700. Sustainable Eating Habits
Today's article marks the 700th Pick Up since we began in March 2020.
In this Pick Up, we have often presented the impact of the food system on global food and nutrition security, climate change, and environmental issues. The food system is estimated to contribute a quarter (related to agricultural production and land use) to a third (including food loss and waste) of greenhouse gas emissions and is the largest contributor to biodiversity loss. A sustainable transformation of today's food system is imperative for the health of our planet. Yet, as we discussed in our first article earlier this year, international debates have been slow to agree on what sustainable agriculture and food systems should look like in the future.
Prof. Jessica Fanzo of Johns Hopkins University, a leading expert on food systems issues, argues that sustainable diets are naturally different in each context.

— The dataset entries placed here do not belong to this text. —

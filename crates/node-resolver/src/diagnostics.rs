//! Non-fatal conditions recorded during a resolution pass

use serde::{Deserialize, Serialize};

use crate::types::NodeId;

/// A condition the engine recovered from by substituting null
#[derive(Debug, Clone, PartialEq, Eq, Serialize, Deserialize)]
#[serde(tag = "kind", rename_all = "camelCase")]
pub enum Diagnostic {
    /// A cycle was cut under the `warn` policy
    #[serde(rename_all = "camelCase")]
    CircularDependency { chain: Vec<NodeId> },

    /// A node re-entered resolution more than `max_loops` times under the `allow` policy
    #[serde(rename_all = "camelCase")]
    MaxLoopsExceeded { node_id: NodeId, max_loops: usize },

    /// A connection read an output port the source node does not currently expose
    #[serde(rename_all = "camelCase")]
    UnknownPort {
        node_id: NodeId,
        port_name: String,
        /// The node that read the port
        requested_by: NodeId,
    },

    /// No root node was given or found
    NoRootNode,
}

impl std::fmt::Display for Diagnostic {
    fn fmt(&self, f: &mut std::fmt::Formatter<'_>) -> std::fmt::Result {
        match self {
            Self::CircularDependency { chain } => {
                write!(f, "Circular dependency: {}", chain.join(" -> "))
            }
            Self::MaxLoopsExceeded { node_id, max_loops } => {
                write!(f, "Node '{}' exceeded the loop limit of {}", node_id, max_loops)
            }
            Self::UnknownPort {
                node_id,
                port_name,
                requested_by,
            } => write!(
                f,
                "Node '{}' has no output '{}' (read by '{}')",
                node_id, port_name, requested_by
            ),
            Self::NoRootNode => write!(f, "No root node found"),
        }
    }
}
//! Method handlers.
//!
//! A handler is the terminal point of a dispatch: the endpoint where the
//! matched route does its work. Its return value is adopted as the response
//! body, unless the response was finished or a raw body override was
//! installed along the way.

use crate::error::BoxError;
use crate::request::Request;
use crate::response::{Body, Response};
use std::{future::Future, pin::Pin};

/// The terminal endpoint of a matched route.
#[diagnostic::on_unimplemented(
    message = "`{Self}` does not implement `Handler`",
    label = "missing `Handler` implementation",
    note = "Handlers must implement `call`, or be wrapped in `HandlerFn`."
)]
pub trait Handler: Send + Sync + 'static {
    /// Handle the request, producing a body value.
    fn call(
        &self,
        req: &mut Request,
        res: &mut Response,
    ) -> impl Future<Output = Result<Body, BoxError>> + Send;
}

/// Dynamic object-safe version of [`Handler`].
pub trait DynHandler: Send + Sync + 'static {
    /// Handle the request (dynamic dispatch version).
    fn call_dyn<'a>(
        &'a self,
        req: &'a mut Request,
        res: &'a mut Response,
    ) -> Pin<Box<dyn Future<Output = Result<Body, BoxError>> + Send + 'a>>;
}

// Blanket implementation: any Handler is a DynHandler.
impl<T: Handler> DynHandler for T {
    fn call_dyn<'a>(
        &'a self,
        req: &'a mut Request,
        res: &'a mut Response,
    ) -> Pin<Box<dyn Future<Output = Result<Body, BoxError>> + Send + 'a>> {
        Box::pin(self.call(req, res))
    }
}

/// Adapter turning a plain synchronous closure into a [`Handler`].
///
/// ```rust,ignore
/// let hello = HandlerFn::new(|_req: &mut Request, _res: &mut Response| {
///     Ok("hello".into())
/// });
/// ```
pub struct HandlerFn<F>(F);

impl<F> HandlerFn<F>
where
    F: Fn(&mut Request, &mut Response) -> Result<Body, BoxError> + Send + Sync + 'static,
{
    /// Wrap a closure as a handler.
    pub fn new(f: F) -> Self {
        Self(f)
    }
}

impl<F> Handler for HandlerFn<F>
where
    F: Fn(&mut Request, &mut Response) -> Result<Body, BoxError> + Send + Sync + 'static,
{
    async fn call(&self, req: &mut Request, res: &mut Response) -> Result<Body, BoxError> {
        (self.0)(req, res)
    }
}
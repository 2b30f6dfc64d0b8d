//! # espalier — route-tree request dispatch
//!
//! `espalier` builds an immutable tree of route nodes from a declarative
//! nesting of path segments, matches incoming paths against it, and runs a
//! layered around pipeline — before-hooks, handler, after-hooks, rescue
//! entries — scoped to the matched path's ancestry.
//!
//! ## Quick Start
//!
//! ```rust,ignore
//! use espalier::prelude::*;
//!
//! let app = App::builder()
//!     .route("hello", |r| {
//!         r.get(HandlerFn::new(|_req, _res| Ok("hello".into())));
//!         r.route("world", |r| {
//!             r.get(HandlerFn::new(|_req, _res| Ok("hello world".into())));
//!         });
//!     })
//!     .build();
//!
//! let res = app.dispatch(Request::get("/hello/world")).await?;
//! assert_eq!(res.status(), 200);
//! ```
//!
//! Trees are built once and never mutate; dispatches share them freely
//! across threads. The server binding — turning a wire request into a
//! [`Request`] and a [`Response`] back into wire bytes via
//! `Response::into_parts` — is the adapter's job, not this crate's.

#![warn(missing_docs)]

pub use espalier_core::{
    // Attribute bag
    Attributes,
    // Response model
    Body,
    // Errors
    BoxError,
    DynError,
    // Handler
    DynHandler,
    DynHook,
    DynRescueHandler,
    Handler,
    HandlerFn,
    // Hooks
    Hook,
    HookFn,
    // Request model
    Request,
    // Rescue
    RescueEntry,
    RescueFn,
    RescueHandler,
    Response,
    UnhandledError,
};

mod app;
mod pipeline;
pub mod routing;
pub mod testing;

pub use app::App;
pub use routing::{AppBuilder, NodeBuilder};

/// Prelude module - common imports for Espalier.
///
/// # Usage
///
/// ```rust,ignore
/// use espalier::prelude::*;
/// ```
pub mod prelude {
    pub use crate::{
        App, AppBuilder, Attributes, Body, BoxError, DynError, Handler, HandlerFn, Hook, HookFn,
        NodeBuilder, Request, RescueFn, RescueHandler, Response, UnhandledError,
    };
}
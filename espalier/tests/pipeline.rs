use espalier::prelude::*;
use espalier::testing::Probe;
use std::sync::{Arc, Mutex};

fn body_text(res: Response) -> String {
    let (_, _, chunks) = res.into_parts();
    String::from_utf8(chunks.concat()).unwrap()
}

fn layered_app(probe: &Probe) -> App {
    App::builder()
        .before(probe.hook("before:root"))
        .after(probe.hook("after:root"))
        .route("a", |r| {
            r.before(probe.hook("before:a"));
            r.after(probe.hook("after:a"));
            r.route("b", |r| {
                r.before(probe.hook("before:b"));
                r.after(probe.hook("after:b"));
                r.get(probe.handler("handler", "leaf"));
            });
        })
        .build()
}

#[tokio::test]
async fn hooks_run_outside_in_then_inside_out() {
    let probe = Probe::new();
    let app = layered_app(&probe);

    let res = app.dispatch(Request::get("/a/b")).await.unwrap();
    assert_eq!(res.status(), 200);
    assert_eq!(body_text(res), "leaf");
    assert_eq!(
        probe.log(),
        [
            "before:root",
            "before:a",
            "before:b",
            "handler",
            "after:b",
            "after:a",
            "after:root",
        ]
    );
}

#[tokio::test]
async fn hooks_above_the_matched_node_do_not_run_for_siblings() {
    let probe = Probe::new();
    let app = App::builder()
        .route("a", |r| {
            r.before(probe.hook("before:a"));
            r.get(probe.handler("handler:a", "a"));
        })
        .route("z", |r| {
            r.before(probe.hook("before:z"));
            r.get(probe.handler("handler:z", "z"));
        })
        .build();

    app.dispatch(Request::get("/z")).await.unwrap();
    assert_eq!(probe.log(), ["before:z", "handler:z"]);
}

#[tokio::test]
async fn finishing_in_a_before_hook_skips_deeper_befores_and_the_handler() {
    let probe = Probe::new();
    let app = App::builder()
        .before(probe.hook("before:root"))
        .after(probe.hook("after:root"))
        .route("a", |r| {
            r.before(probe.finishing_hook("finish:a"));
            r.after(probe.hook("after:a"));
            r.route("b", |r| {
                r.before(probe.hook("before:b"));
                r.after(probe.hook("after:b"));
                r.get(probe.handler("handler", "leaf"));
            });
        })
        .build();

    let res = app.dispatch(Request::get("/a/b")).await.unwrap();
    assert!(res.is_finished());
    // b's before-hooks never ran, so b's after-hooks don't either; the
    // after phase starts at the finishing node.
    assert_eq!(probe.log(), ["before:root", "finish:a", "after:a", "after:root"]);
}

#[tokio::test]
async fn finishing_skips_the_same_nodes_remaining_before_hooks() {
    let probe = Probe::new();
    let app = App::builder()
        .route("a", |r| {
            r.before(probe.finishing_hook("finish"));
            r.before(probe.hook("skipped"));
            r.after(probe.hook("after:a"));
            r.get(probe.handler("handler", "leaf"));
        })
        .build();

    app.dispatch(Request::get("/a")).await.unwrap();
    assert_eq!(probe.log(), ["finish", "after:a"]);
}

#[tokio::test]
async fn a_finished_response_ignores_the_handler_return_value() {
    let app = App::builder()
        .route("a", |r| {
            r.get(HandlerFn::new(|_req: &mut Request, res: &mut Response| {
                res.set_status(202);
                res.finish();
                Ok("ignored".into())
            }));
        })
        .build();

    let res = app.dispatch(Request::get("/a")).await.unwrap();
    assert_eq!(res.status(), 202);
    assert!(body_text(res).is_empty());
}

#[tokio::test]
async fn a_raw_body_set_by_a_hook_wins_over_the_handler_return_value() {
    let app = App::builder()
        .before(HookFn::new(|_req: &mut Request, res: &mut Response| {
            res.set_raw_body(vec![b"raw".to_vec()]);
            Ok(())
        }))
        .route("a", |r| {
            r.get(HandlerFn::new(|_req: &mut Request, _res: &mut Response| {
                Ok("structured".into())
            }));
        })
        .build();

    let res = app.dispatch(Request::get("/a")).await.unwrap();
    assert_eq!(body_text(res), "raw");
}

#[tokio::test]
async fn after_hooks_still_run_on_a_finished_response() {
    let probe = Probe::new();
    let appended = Arc::new(Mutex::new(false));
    let flag = appended.clone();
    let app = App::builder()
        .after(HookFn::new(move |_req: &mut Request, res: &mut Response| {
            *flag.lock().unwrap() = true;
            res.set_header("x-seen", "yes");
            Ok(())
        }))
        .route("a", |r| {
            r.before(probe.finishing_hook("finish"));
            r.get(probe.handler("handler", "leaf"));
        })
        .build();

    let res = app.dispatch(Request::get("/a")).await.unwrap();
    assert!(*appended.lock().unwrap());
    assert_eq!(res.header("x-seen"), Some("yes"));
}

#[tokio::test]
async fn hooks_can_pass_attributes_down_to_the_handler() {
    let app = App::builder()
        .before(HookFn::new(|req: &mut Request, _res: &mut Response| {
            req.attributes_mut().set("greeting", String::from("salve"));
            Ok(())
        }))
        .route("a", |r| {
            r.get(HandlerFn::new(|req: &mut Request, _res: &mut Response| {
                let greeting = req
                    .attributes()
                    .get::<String>("greeting")
                    .cloned()
                    .unwrap_or_default();
                Ok(greeting.into())
            }));
        })
        .build();

    let res = app.dispatch(Request::get("/a")).await.unwrap();
    assert_eq!(body_text(res), "salve");
}

#[tokio::test]
async fn attributes_written_during_a_dispatch_do_not_leak_into_the_next() {
    let app = App::builder()
        .attribute("shared", 1u32)
        .route("a", |r| {
            r.get(HandlerFn::new(|req: &mut Request, _res: &mut Response| {
                let seen = req.attributes().contains("scratch");
                req.attributes_mut().set("scratch", true);
                Ok(if seen { "stale" } else { "fresh" }.into())
            }));
        })
        .build();

    let first = app.dispatch(Request::get("/a")).await.unwrap();
    assert_eq!(body_text(first), "fresh");
    let second = app.dispatch(Request::get("/a")).await.unwrap();
    assert_eq!(body_text(second), "fresh");
}

#[tokio::test]
async fn nested_attribute_values_are_shared_between_dispatches() {
    let app = App::builder()
        .attribute("counter", Mutex::new(0u32))
        .route("a", |r| {
            r.get(HandlerFn::new(|req: &mut Request, _res: &mut Response| {
                let count = match req.attributes().get::<Mutex<u32>>("counter") {
                    Some(counter) => {
                        let mut guard = counter.lock().unwrap();
                        *guard += 1;
                        *guard
                    }
                    None => 0,
                };
                Ok(count.to_string().into())
            }));
        })
        .build();

    // The bag is copied shallowly, so the Mutex inside is the same object
    // on every dispatch.
    assert_eq!(body_text(app.dispatch(Request::get("/a")).await.unwrap()), "1");
    assert_eq!(body_text(app.dispatch(Request::get("/a")).await.unwrap()), "2");
}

Today, we are pleased to present Prof. Fanzo’s book, Global Food Systems, Diets, and Nutrition: Linking Science, Economics, and Policy, especially the discussion in Chapter 10, “Sustainable Diets: Aligning Food Systems and the Environment”.

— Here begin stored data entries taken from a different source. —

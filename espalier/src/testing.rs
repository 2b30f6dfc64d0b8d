//! Testing utilities for Espalier.
//!
//! This module provides utilities to make testing hook ordering and rescue
//! behavior easier.
//!
//! - [`Probe`]: a shared recorder producing labeled hooks and handlers
//! - Sample error types for exercising rescue entries

use espalier_core::{Body, BoxError, Handler, HandlerFn, Hook, HookFn, Request, Response};
use std::sync::{Arc, Mutex};
use thiserror::Error;

/// A shared recorder of pipeline events.
///
/// Hooks and handlers minted from one probe append labels to a common log,
/// so a test can assert the exact execution order across an entire
/// dispatch.
///
/// # Example
///
/// ```rust,ignore
/// let probe = Probe::new();
/// let app = App::builder()
///     .before(probe.hook("root"))
///     .route("a", |r| {
///         r.before(probe.hook("a"));
///         r.get(probe.handler("handler", "leaf"));
///     })
///     .build();
///
/// app.dispatch(Request::get("/a")).await?;
/// assert_eq!(probe.log(), ["root", "a", "handler"]);
/// ```
#[derive(Clone, Default)]
pub struct Probe {
    log: Arc<Mutex<Vec<String>>>,
}

impl Probe {
    /// Create a new probe with an empty log.
    pub fn new() -> Self {
        Self::default()
    }

    /// Get a copy of the recorded labels, in execution order.
    pub fn log(&self) -> Vec<String> {
        self.log.lock().unwrap().clone()
    }

    /// Append a label directly.
    pub fn record(&self, label: impl Into<String>) {
        self.log.lock().unwrap().push(label.into());
    }

    /// Clear the log.
    pub fn clear(&self) {
        self.log.lock().unwrap().clear();
    }

    /// A hook that records its label and continues.
    pub fn hook(&self, label: &str) -> impl Hook {
        let log = self.log.clone();
        let label = label.to_string();
        HookFn::new(move |_req: &mut Request, _res: &mut Response| {
            log.lock().unwrap().push(label.clone());
            Ok(())
        })
    }

    /// A hook that records its label, then marks the response finished.
    pub fn finishing_hook(&self, label: &str) -> impl Hook {
        let log = self.log.clone();
        let label = label.to_string();
        HookFn::new(move |_req: &mut Request, res: &mut Response| {
            log.lock().unwrap().push(label.clone());
            res.finish();
            Ok(())
        })
    }

    /// A hook that records its label, then fails with `error()`.
    pub fn failing_hook<E, F>(&self, label: &str, error: F) -> impl Hook
    where
        E: std::error::Error + Send + Sync + 'static,
        F: Fn() -> E + Send + Sync + 'static,
    {
        let log = self.log.clone();
        let label = label.to_string();
        HookFn::new(move |_req: &mut Request, _res: &mut Response| {
            log.lock().unwrap().push(label.clone());
            Err(Box::new(error()) as BoxError)
        })
    }

    /// A handler that records its label and returns `body`.
    pub fn handler(&self, label: &str, body: &str) -> impl Handler {
        let log = self.log.clone();
        let label = label.to_string();
        let body = body.to_string();
        HandlerFn::new(move |_req: &mut Request, _res: &mut Response| {
            log.lock().unwrap().push(label.clone());
            Ok(Body::Text(body.clone()))
        })
    }

    /// A handler that records its label, then fails with `error()`.
    pub fn failing_handler<E, F>(&self, label: &str, error: F) -> impl Handler
    where
        E: std::error::Error + Send + Sync + 'static,
        F: Fn() -> E + Send + Sync + 'static,
    {
        let log = self.log.clone();
        let label = label.to_string();
        HandlerFn::new(move |_req: &mut Request, _res: &mut Response| {
            log.lock().unwrap().push(label.clone());
            Err(Box::new(error()) as BoxError)
        })
    }
}

/// Sample error for rescue tests: a failed validation.
#[derive(Debug, Error)]
#[error("validation failed")]
pub struct ValidationFailed;

/// Sample error for rescue tests: an unavailable upstream.
#[derive(Debug, Error)]
#[error("upstream unavailable")]
pub struct UpstreamUnavailable;

/// Sample error for rescue tests, carrying a detail message.
#[derive(Debug, Error)]
#[error("storage offline: {0}")]
pub struct StorageOffline(pub &'static str);
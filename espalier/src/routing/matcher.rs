//! Path matching.

use crate::routing::node::RouteNode;
use std::collections::HashMap;
use std::sync::Arc;

/// The result of walking the tree with a request path.
///
/// The chain is ordered root-first. Every graft layer wrapping a matched
/// node gets its own entry, one position out from the node it wraps, so the
/// executor treats a mount boundary like any other ancestry level. Entries
/// are padded with `None` past the point where matching failed. The final
/// entry is the matching route: `None` means no route (404); `Some` may
/// still lack a handler for the method (405).
pub(crate) struct RouteMatch {
    pub(crate) chain: Vec<Option<Arc<RouteNode>>>,
    pub(crate) captures: HashMap<String, String>,
}

/// Walk the tree from `root` along `segments`.
///
/// At every level a literal child strictly precedes the wildcard child; a
/// wildcard hop records the segment under the wildcard node's capture key.
pub(crate) fn match_path(root: &Arc<RouteNode>, segments: &[String]) -> RouteMatch {
    let mut chain: Vec<Option<Arc<RouteNode>>> = Vec::with_capacity(segments.len() + 1);
    let mut captures = HashMap::new();
    let mut current = Some(root.clone());
    chain.push(current.clone());
    for segment in segments {
        let next = current.and_then(|node| {
            if let Some(child) = node.child(segment) {
                Some(child.clone())
            } else if let Some(wc) = node.wildcard() {
                if let Some(key) = wc.capture_name() {
                    captures.insert(key.to_string(), segment.clone());
                }
                Some(wc.clone())
            } else {
                None
            }
        });
        match next {
            Some(node) => {
                // A mounted node unfolds into one chain entry per graft
                // layer plus the wrapped route; matching continues from the
                // innermost.
                current = None;
                for layer in node.layers() {
                    current = Some(layer.clone());
                    chain.push(Some(layer));
                }
            }
            None => {
                current = None;
                chain.push(None);
            }
        }
    }
    RouteMatch { chain, captures }
}
//! Immutable route nodes.
//!
//! A [`RouteNode`] is one level of the path tree: literal children, at most
//! one wildcard (capturing) child, a per-method handler table, and the
//! before/after/rescue lists scoped to this node alone. Ancestry is not
//! merged into the node; the executor walks the explicit parent chain the
//! matcher produces.
//!
//! Mount grafts are the second node form: they carry the mounted app's own
//! top-level hooks and wrap the subtree node they were grafted onto,
//! delegating matching and handler lookup to it. A graft contributes its own
//! level to the matched chain, one position out from the wrapped node, so
//! the executor bounds finishing and rescue resolution at a mount boundary
//! exactly as it would at an inline ancestor.

use espalier_core::{DynError, DynHandler, DynHook, RescueEntry};
use std::collections::HashMap;
use std::sync::Arc;

/// A node in the route tree. Immutable once built; safe for unsynchronized
/// concurrent reads across dispatches.
pub(crate) struct RouteNode {
    kind: NodeKind,
}

enum NodeKind {
    Route {
        /// Identifier; for wildcard nodes this is the capture key.
        name: Option<String>,
        children: HashMap<String, Arc<RouteNode>>,
        wildcard: Option<Arc<RouteNode>>,
        handlers: HashMap<String, Arc<dyn DynHandler>>,
        any_handler: Option<Arc<dyn DynHandler>>,
        befores: Vec<Arc<dyn DynHook>>,
        afters: Vec<Arc<dyn DynHook>>,
        rescuers: Vec<RescueEntry>,
    },
    Graft {
        befores: Vec<Arc<dyn DynHook>>,
        afters: Vec<Arc<dyn DynHook>>,
        rescuers: Vec<RescueEntry>,
        inner: Arc<RouteNode>,
    },
}

impl RouteNode {
    #[allow(clippy::too_many_arguments)]
    pub(crate) fn route(
        name: Option<String>,
        children: HashMap<String, Arc<RouteNode>>,
        wildcard: Option<Arc<RouteNode>>,
        handlers: HashMap<String, Arc<dyn DynHandler>>,
        any_handler: Option<Arc<dyn DynHandler>>,
        befores: Vec<Arc<dyn DynHook>>,
        afters: Vec<Arc<dyn DynHook>>,
        rescuers: Vec<RescueEntry>,
    ) -> Self {
        Self {
            kind: NodeKind::Route {
                name,
                children,
                wildcard,
                handlers,
                any_handler,
                befores,
                afters,
                rescuers,
            },
        }
    }

    pub(crate) fn graft(
        befores: Vec<Arc<dyn DynHook>>,
        afters: Vec<Arc<dyn DynHook>>,
        rescuers: Vec<RescueEntry>,
        inner: Arc<RouteNode>,
    ) -> Self {
        Self {
            kind: NodeKind::Graft {
                befores,
                afters,
                rescuers,
                inner,
            },
        }
    }

    /// The capture key recorded when this node matches a wildcard segment.
    pub(crate) fn capture_name(&self) -> Option<&str> {
        match &self.kind {
            NodeKind::Route { name, .. } => name.as_deref(),
            NodeKind::Graft { inner, .. } => inner.capture_name(),
        }
    }

    /// Literal child lookup, by exact string equality.
    pub(crate) fn child(&self, segment: &str) -> Option<&Arc<RouteNode>> {
        match &self.kind {
            NodeKind::Route { children, .. } => children.get(segment),
            NodeKind::Graft { inner, .. } => inner.child(segment),
        }
    }

    /// The wildcard child, tried only when no literal child matched.
    pub(crate) fn wildcard(&self) -> Option<&Arc<RouteNode>> {
        match &self.kind {
            NodeKind::Route { wildcard, .. } => wildcard.as_ref(),
            NodeKind::Graft { inner, .. } => inner.wildcard(),
        }
    }

    /// All literal children; used when grafting this node's subtree into a
    /// mounting parent.
    pub(crate) fn children(&self) -> &HashMap<String, Arc<RouteNode>> {
        match &self.kind {
            NodeKind::Route { children, .. } => children,
            NodeKind::Graft { inner, .. } => inner.children(),
        }
    }

    /// Resolve the handler for a method: exact entry first, then the GET
    /// entry for HEAD requests, then the `any` default.
    pub(crate) fn handler_for(&self, method: &str) -> Option<Arc<dyn DynHandler>> {
        match &self.kind {
            NodeKind::Route {
                handlers,
                any_handler,
                ..
            } => handlers
                .get(method)
                .or_else(|| (method == "HEAD").then(|| handlers.get("GET")).flatten())
                .or(any_handler.as_ref())
                .cloned(),
            NodeKind::Graft { inner, .. } => inner.handler_for(method),
        }
    }

    /// This level's before-hooks in execution order. A graft's are the
    /// mounted app's top-level hooks; the wrapped node runs its own at its
    /// own chain level.
    pub(crate) fn befores(&self) -> &[Arc<dyn DynHook>] {
        match &self.kind {
            NodeKind::Route { befores, .. } | NodeKind::Graft { befores, .. } => befores,
        }
    }

    /// This level's after-hooks in execution order; the mirror of
    /// [`befores`](RouteNode::befores).
    pub(crate) fn afters(&self) -> &[Arc<dyn DynHook>] {
        match &self.kind {
            NodeKind::Route { afters, .. } | NodeKind::Graft { afters, .. } => afters,
        }
    }

    /// This level's rescue entries, in declaration order.
    pub(crate) fn rescuers(&self) -> &[RescueEntry] {
        match &self.kind {
            NodeKind::Route { rescuers, .. } | NodeKind::Graft { rescuers, .. } => rescuers,
        }
    }

    /// Find the rescue entry for an error at this level: entries are
    /// consulted in reverse declaration order, so the most recent wins.
    pub(crate) fn find_rescuer(&self, error: &DynError) -> Option<&RescueEntry> {
        self.rescuers().iter().rev().find(|e| e.matches(error))
    }

    /// The chain entries this node contributes when matched: each graft
    /// layer wrapping it, outermost first, ending with the wrapped route
    /// itself.
    pub(crate) fn layers(self: &Arc<Self>) -> Vec<Arc<RouteNode>> {
        match &self.kind {
            NodeKind::Route { .. } => vec![self.clone()],
            NodeKind::Graft { inner, .. } => {
                let mut layers = vec![self.clone()];
                layers.extend(inner.layers());
                layers
            }
        }
    }

    /// Whether this node carries any hooks at all; mounts of hook-free apps
    /// skip the graft wrapper entirely.
    pub(crate) fn has_hooks(&self) -> bool {
        match &self.kind {
            NodeKind::Route {
                befores,
                afters,
                rescuers,
                ..
            } => !befores.is_empty() || !afters.is_empty() || !rescuers.is_empty(),
            NodeKind::Graft { .. } => true,
        }
    }
}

The relationship between agriculture and the environment is extremely complex and bidirectional. While food systems have a significant impact on the environment, environmental damage such as soil contamination, water source depletion, and biodiversity loss have direct and indirect spatial and temporal impacts on agricultural productivity loss. In addition, climate change may result in degradation of the nutritional quality of crops, livestock, and aquatic products, making it impossible to provide nutritious food for the growing global population.
On the other hand, Prof. Fanzo explains that the environmental and health impacts of diets are extremely context-limited. As a result, she acknowledges that forcing certain segments of society to change their diets in terms of environmental sustainability faces practical and ethical challenges, and calls for the need to understand the trade-off impacts of policy interventions.

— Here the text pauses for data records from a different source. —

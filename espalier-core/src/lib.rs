//! # espalier-core
//!
//! Core types and traits for the Espalier request router.
//!
//! This crate has minimal dependencies and is designed to be imported by
//! server adapters and extensions that don't need the full `espalier` tree
//! and dispatch machinery. It defines:
//!
//! - the per-dispatch [`Request`] / [`Response`] pair and the [`Body`] value
//!   model with its wire defaulting rules,
//! - the shallow-copy [`Attributes`] bag seeded into every request,
//! - the pipeline vocabulary: [`Hook`] (before/after), [`Handler`]
//!   (terminal endpoint), and [`RescueHandler`] / [`RescueEntry`] (scoped
//!   error recovery), each with an object-safe `Dyn*` mirror and a
//!   closure adapter (`HookFn`, `HandlerFn`, `RescueFn`),
//! - the error currency: [`BoxError`] for application errors and
//!   [`UnhandledError`] for errors that escape a whole dispatch.
//!
//! The route tree, builder DSL, matcher, and pipeline executor live in the
//! `espalier` crate.

#![warn(missing_docs)]

mod attributes;
mod error;
mod handler;
mod hook;
mod request;
mod rescue;
mod response;

pub use attributes::Attributes;
pub use error::{BoxError, UnhandledError};
pub use handler::{DynHandler, Handler, HandlerFn};
pub use hook::{DynHook, Hook, HookFn};
pub use request::Request;
pub use rescue::{DynError, DynRescueHandler, RescueEntry, RescueFn, RescueHandler};
pub use response::{Body, Response};
//! Route tree construction and matching.

mod builder;
pub(crate) mod matcher;
pub(crate) mod node;

pub use builder::{AppBuilder, NodeBuilder};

For example, in 2019, the EAT-Lancet Committee proposed the planetary health diet. This proposed a shift to a plant-based diet in balancing the 1.5°C limit of warming agreed to in the Paris Agreement and the provision of healthy and nutritious food for a global population of 10 billion by 2050. This proposal was also supported by evidence of reduced adult mortality from non-communicable diseases associated with unhealthy diets.
The planetary health diet proposal played a major role in focusing on diets that bridge nutrition and environmental sustainability, but it also sparked much debate. The methods and calculations for estimating the environmental and health impact of different diets are often inconsistent, and the results of impact estimates can vary greatly depending on where and how the food is produced. In particular, recommendations to reduce animal products are controversial. Animal products are rich in micronutrients that cannot be replaced by plant foods and are nutritionally essential, especially for those segments of society at risk for nutritional problems.
In providing healthy diets for all, sustainable diets must take into account the balanced environmental and nutritional needs of various communities around the world. It also needs to acknowledge that livestock, aquaculture, and fisheries provide livelihoods for many people around the world and are an important part of their culture and religion. Dietary proposals also entail ethical issues of fairness and justice considerations.
Prof. Fanzo stated that sustainable diets are not the only concept, but are different in each context, and that research and policy discussions will be needed to explore sustainability while taking into account national, community, and household circumstances.
On the other hand, respecting the current style does not mean that nothing should be done. If the world's population continues to grow under current consumption and production practices, it is inevitable that the sustainability of the planet will be compromised. It is important for each of us to change our awareness of food and start with what we can do on a daily basis. In another book, Can Fixing Dinner Fix the Planet?, Prof. Fanzo states that being aware of where and how our food is produced and procured and making wise food choices will help save the health of the planet.
Raising awareness about the connectedness of the world through information about food may be the first step in encouraging individuals to eat sustainably and to transform our food system.
Jessica Fanzo (2021) Global Food Systems, Diets, and Nutrition: Linking Science, Economics, and Policy (Palgrave Studies in Agricultural Economics and Food Policy) Palgrave Macmillan; 1st ed.
Jessica Fanzo (2021) Can Fixing Dinner Fix the Planet? Johns Hopkins. Wavelengths.